靈芝多糖(Ganodermalucidumpolysaccharides)是靈芝菌絲的次生代謝產(chǎn)物,是靈芝的主要功效成分,具有降血脂、降血糖、抗氧化、清除自由基、抗衰老、抗腫瘤、提高免疫力等作用[1-3]。多糖是由單糖通過糖苷鍵結(jié)合而成,準(zhǔn)確測定多糖的單糖組成以及各單糖的含量,對于多糖的質(zhì)量控制具有重要意義[4-5]。

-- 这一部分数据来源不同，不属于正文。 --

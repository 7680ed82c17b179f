use chrono::{DateTime, Local, NaiveDate, Utc};
use metrics::{counter, gauge};
use serde::{Deserialize, Serialize};
use std::sync::{Arc, Mutex, PoisonError};
use std::time::Duration;
use tokio::sync::watch;
use tokio::task::JoinHandle;
use tokio_util::sync::CancellationToken;
use tracing::{debug, info, warn};

use crate::config::AppConfig;
use crate::models::{AppointmentSlot, ErrorInfo, ScanResult, SessionContext};
use crate::plugins::{DispatchReport, NotificationDispatcher, RecipientConfig};
use crate::registry::SlotTracker;
use crate::scanner::SlotScanner;
use crate::session::SessionExtractor;
use crate::utils::error::{AppError, ExtractionError, MonitorError};

#[derive(Debug, Clone, Copy, Serialize, Deserialize, PartialEq, Eq)]
#[serde(rename_all = "SCREAMING_SNAKE_CASE")]
pub enum MonitorState {
    Idle,
    Running,
    Paused,
    Stopped,
}

#[derive(Debug, Clone, Copy, Serialize, Deserialize, PartialEq, Eq)]
#[serde(rename_all = "snake_case")]
pub enum TickOutcome {
    Completed,
    /// The session could not be refreshed, so nothing was scanned.
    Skipped,
}

#[derive(Debug, Clone, PartialEq, Serialize, Deserialize)]
pub struct TickRecord {
    pub tick: u64,
    pub started_at: DateTime<Utc>,
    pub elapsed_ms: u64,
    pub outcome: TickOutcome,
    pub results: Vec<ScanResult>,
    pub new_matches: Vec<AppointmentSlot>,
    pub dispatch: Option<DispatchReport>,
    pub error: Option<ErrorInfo>,
}

/// Snapshot published after every state change and every tick.
#[derive(Debug, Clone, PartialEq, Serialize, Deserialize)]
pub struct MonitorStatus {
    pub state: MonitorState,
    pub ticks: u64,
    pub registry_size: usize,
    pub session_extracted_at: Option<DateTime<Utc>>,
    /// Most recent ticks, oldest first.
    pub history: Vec<TickRecord>,
}

impl MonitorStatus {
    fn idle() -> Self {
        Self {
            state: MonitorState::Idle,
            ticks: 0,
            registry_size: 0,
            session_extracted_at: None,
            history: Vec::new(),
        }
    }

    pub fn last_tick(&self) -> Option<&TickRecord> {
        self.history.last()
    }
}

#[derive(Debug, Clone)]
pub struct MonitorSettings {
    pub session_max_age: Duration,
    pub extraction_timeout: Duration,
    pub history_len: usize,
    pub recipient: RecipientConfig,
}

impl MonitorSettings {
    pub fn from_config(config: &AppConfig) -> Self {
        Self {
            session_max_age: config.monitor.session_max_age(),
            extraction_timeout: config.monitor.extraction_timeout(),
            history_len: config.monitor.history_len,
            recipient: RecipientConfig::from_config(config),
        }
    }
}

/// Supplies "today" for slot pruning.
pub type Clock = Arc<dyn Fn() -> NaiveDate + Send + Sync>;

struct WorkerHandle {
    cancel: CancellationToken,
    handle: JoinHandle<()>,
}

/// Polls one session on an interval, alerting once per newly seen matching slot.
pub struct MonitorLoop {
    scanner: Arc<dyn SlotScanner>,
    extractor: Arc<dyn SessionExtractor>,
    dispatcher: Arc<NotificationDispatcher>,
    settings: MonitorSettings,
    today: Clock,
    state: watch::Sender<MonitorState>,
    status: Arc<watch::Sender<MonitorStatus>>,
    worker: Mutex<Option<WorkerHandle>>,
}

impl MonitorLoop {
    pub fn new(
        scanner: Arc<dyn SlotScanner>,
        extractor: Arc<dyn SessionExtractor>,
        dispatcher: Arc<NotificationDispatcher>,
        settings: MonitorSettings,
    ) -> Self {
        let (state, _) = watch::channel(MonitorState::Idle);
        let (status, _) = watch::channel(MonitorStatus::idle());

        Self {
            scanner,
            extractor,
            dispatcher,
            settings,
            today: Arc::new(|| Local::now().date_naive()),
            state,
            status: Arc::new(status),
            worker: Mutex::new(None),
        }
    }

    pub fn with_clock(mut self, today: Clock) -> Self {
        self.today = today;
        self
    }

    /// Start polling. Must be called from within a tokio runtime.
    pub fn start(&self, session: Arc<SessionContext>, interval: Duration) -> Result<(), MonitorError> {
        let mut rejected = false;
        self.state.send_if_modified(|state| match *state {
            MonitorState::Running | MonitorState::Paused => {
                rejected = true;
                false
            }
            MonitorState::Idle | MonitorState::Stopped => {
                *state = MonitorState::Running;
                true
            }
        });
        if rejected {
            return Err(MonitorError::AlreadyRunning);
        }

        self.status.send_modify(|status| {
            *status = MonitorStatus::idle();
            status.state = MonitorState::Running;
            status.session_extracted_at = Some(session.extracted_at);
        });

        let cancel = CancellationToken::new();
        let worker = Worker {
            scanner: Arc::clone(&self.scanner),
            extractor: Arc::clone(&self.extractor),
            dispatcher: Arc::clone(&self.dispatcher),
            settings: self.settings.clone(),
            today: Arc::clone(&self.today),
            state: self.state.subscribe(),
            status: Arc::clone(&self.status),
            cancel: cancel.clone(),
            session,
            tracker: SlotTracker::new(),
            session_expired: false,
            ticks: 0,
        };
        let handle = tokio::spawn(worker.run(interval));

        let previous = self
            .worker
            .lock()
            .unwrap_or_else(PoisonError::into_inner)
            .replace(WorkerHandle { cancel, handle });
        if let Some(previous) = previous {
            previous.cancel.cancel();
        }

        info!("Monitor started, polling every {}s", interval.as_secs());
        Ok(())
    }

    /// Stop polling. An in-flight tick finishes its remote calls; its results are discarded.
    pub fn stop(&self) -> Result<(), MonitorError> {
        self.transition(
            |state| matches!(state, MonitorState::Running | MonitorState::Paused),
            MonitorState::Stopped,
        )?;

        if let Some(worker) = self
            .worker
            .lock()
            .unwrap_or_else(PoisonError::into_inner)
            .as_ref()
        {
            worker.cancel.cancel();
        }

        info!("Monitor stopped");
        Ok(())
    }

    /// Pause before the next tick. A tick already in progress completes.
    pub fn pause(&self) -> Result<(), MonitorError> {
        self.transition(|state| state == MonitorState::Running, MonitorState::Paused)?;
        info!("Monitor paused");
        Ok(())
    }

    pub fn resume(&self) -> Result<(), MonitorError> {
        if *self.state.borrow() == MonitorState::Running {
            return Ok(());
        }
        self.transition(|state| state == MonitorState::Paused, MonitorState::Running)?;
        info!("Monitor resumed");
        Ok(())
    }

    pub fn state(&self) -> MonitorState {
        *self.state.borrow()
    }

    pub fn status(&self) -> MonitorStatus {
        self.status.borrow().clone()
    }

    pub fn subscribe(&self) -> watch::Receiver<MonitorStatus> {
        self.status.subscribe()
    }

    /// Wait for the worker task to exit. Returns immediately if it was never started.
    pub async fn join(&self) -> Result<(), AppError> {
        let worker = self
            .worker
            .lock()
            .unwrap_or_else(PoisonError::into_inner)
            .take();

        if let Some(worker) = worker {
            worker
                .handle
                .await
                .map_err(|e| AppError::Internal(format!("monitor worker failed: {}", e)))?;
        }
        Ok(())
    }

    fn transition(
        &self,
        allowed: impl FnOnce(MonitorState) -> bool,
        next: MonitorState,
    ) -> Result<(), MonitorError> {
        let mut rejected = false;
        self.state.send_if_modified(|state| {
            if allowed(*state) {
                *state = next;
                true
            } else {
                rejected = true;
                false
            }
        });
        if rejected {
            return Err(MonitorError::NotRunning);
        }

        self.status.send_modify(|status| status.state = next);
        Ok(())
    }
}

impl Drop for MonitorLoop {
    fn drop(&mut self) {
        if let Some(worker) = self
            .worker
            .get_mut()
            .unwrap_or_else(PoisonError::into_inner)
            .as_ref()
        {
            worker.cancel.cancel();
        }
    }
}

/// The spawned polling task. Owns the session and the seen-slot registry.
struct Worker {
    scanner: Arc<dyn SlotScanner>,
    extractor: Arc<dyn SessionExtractor>,
    dispatcher: Arc<NotificationDispatcher>,
    settings: MonitorSettings,
    today: Clock,
    state: watch::Receiver<MonitorState>,
    status: Arc<watch::Sender<MonitorStatus>>,
    cancel: CancellationToken,
    session: Arc<SessionContext>,
    tracker: SlotTracker,
    session_expired: bool,
    ticks: u64,
}

impl Worker {
    async fn run(mut self, interval: Duration) {
        loop {
            if !self.wait_until_running().await {
                break;
            }

            match self.tick().await {
                Some(record) => self.publish(record),
                None => break,
            }

            tokio::select! {
                _ = self.cancel.cancelled() => break,
                _ = tokio::time::sleep(interval) => {}
            }
        }

        debug!("Monitor worker exiting after {} tick(s)", self.ticks);
    }

    /// Block while paused. Returns `false` once the monitor is stopped.
    async fn wait_until_running(&mut self) -> bool {
        loop {
            if self.cancel.is_cancelled() {
                return false;
            }
            match *self.state.borrow_and_update() {
                MonitorState::Running => return true,
                MonitorState::Stopped => return false,
                MonitorState::Idle | MonitorState::Paused => {}
            }

            tokio::select! {
                _ = self.cancel.cancelled() => return false,
                changed = self.state.changed() => {
                    if changed.is_err() {
                        return false;
                    }
                }
            }
        }
    }

    /// Run one poll cycle. Returns `None` if the monitor was stopped part way through.
    async fn tick(&mut self) -> Option<TickRecord> {
        let tick = self.ticks + 1;
        let started_at = Utc::now();
        let started = tokio::time::Instant::now();
        let elapsed_ms = || started.elapsed().as_millis() as u64;

        if self.session_expired || self.session.is_stale(self.settings.session_max_age, started_at) {
            let request = self.session.refresh_request();
            let refreshed = tokio::time::timeout(self.settings.extraction_timeout, self.extractor.extract(request))
                .await
                .unwrap_or_else(|_| {
                    Err(ExtractionError::Timeout {
                        after_ms: self.settings.extraction_timeout.as_millis() as u64,
                    })
                });
            if self.cancel.is_cancelled() {
                return None;
            }

            match refreshed {
                Ok(session) => {
                    info!("Refreshed booking session");
                    self.session = Arc::new(session);
                    self.session_expired = false;
                }
                Err(e) => {
                    warn!(tick, "Skipping tick, session extraction failed: {}", e);
                    counter!("slot_watcher_ticks_total", "outcome" => "skipped").increment(1);
                    return Some(TickRecord {
                        tick,
                        started_at,
                        elapsed_ms: elapsed_ms(),
                        outcome: TickOutcome::Skipped,
                        results: Vec::new(),
                        new_matches: Vec::new(),
                        dispatch: None,
                        error: Some(ErrorInfo::from(AppError::from(e))),
                    });
                }
            }
        }

        let report = self.scanner.scan(Arc::clone(&self.session)).await;
        if self.cancel.is_cancelled() {
            debug!(tick, "Discarding scan results from cancelled tick");
            return None;
        }
        if report.session_expired {
            self.session_expired = true;
        }

        // Registered on a copy, committed only once the tick completes.
        let today = (self.today)();
        let mut tracker = self.tracker.clone();
        let new_matches = tracker.process(&report.results, &self.session.time_preferences, today);

        let dispatch = if new_matches.is_empty() {
            None
        } else {
            info!(tick, "Found {} new matching slot(s)", new_matches.len());
            let dispatched = self
                .dispatcher
                .notify(&self.settings.recipient, &new_matches, &self.session.locations)
                .await;
            if self.cancel.is_cancelled() {
                return None;
            }
            Some(dispatched)
        };

        self.tracker = tracker;
        gauge!("slot_watcher_registry_size").set(self.tracker.registry().len() as f64);
        counter!("slot_watcher_ticks_total", "outcome" => "completed").increment(1);
        Some(TickRecord {
            tick,
            started_at,
            elapsed_ms: elapsed_ms(),
            outcome: TickOutcome::Completed,
            results: report.results,
            new_matches,
            dispatch,
            error: None,
        })
    }

    fn publish(&mut self, record: TickRecord) {
        self.ticks = record.tick;
        let registry_size = self.tracker.registry().len();
        let extracted_at = self.session.extracted_at;
        let history_len = self.settings.history_len.max(1);

        self.status.send_modify(|status| {
            status.ticks = record.tick;
            status.registry_size = registry_size;
            status.session_extracted_at = Some(extracted_at);
            status.history.push(record);
            if status.history.len() > history_len {
                let excess = status.history.len() - history_len;
                status.history.drain(..excess);
            }
        });
    }
}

水解是測定多糖組成的關(guān)鍵步驟,不同糖苷鍵對水解的敏感性不同,解聚單糖的難易程度也不同,多糖的水解效率將會直接影響其單糖組成測定的準(zhǔn)確性。近年來,研究者們對多糖的降解方法進(jìn)行了大量研究,主要包括酸水解、堿水解、酶解以及電磁輻射等[6]。其中,酸水解法反應(yīng)速率快,水解產(chǎn)物發(fā)生結(jié)構(gòu)變化的機(jī)率較小,所以在多糖的單糖組成分析中應(yīng)用較廣[7]。但同時也發(fā)現(xiàn),傳統(tǒng)的高溫酸水解方式用于多糖的水解,時間長、能耗大、效率較低[8-9]。超聲提取技術(shù)是利用超聲波產(chǎn)生的強(qiáng)烈的空化效應(yīng)和機(jī)械振動加速藥物有效成分進(jìn)入溶劑,促進(jìn)提取的進(jìn)行,增加有效成分的溶出率,提高藥材的利用率,節(jié)約能源并且避免了高溫對提取成分的影響,具有省時、節(jié)能、提取率高等優(yōu)點(diǎn),已經(jīng)廣泛的應(yīng)用于天然產(chǎn)物中有效成分的提取[10-12],但在多糖水解方面的應(yīng)用鮮有報道。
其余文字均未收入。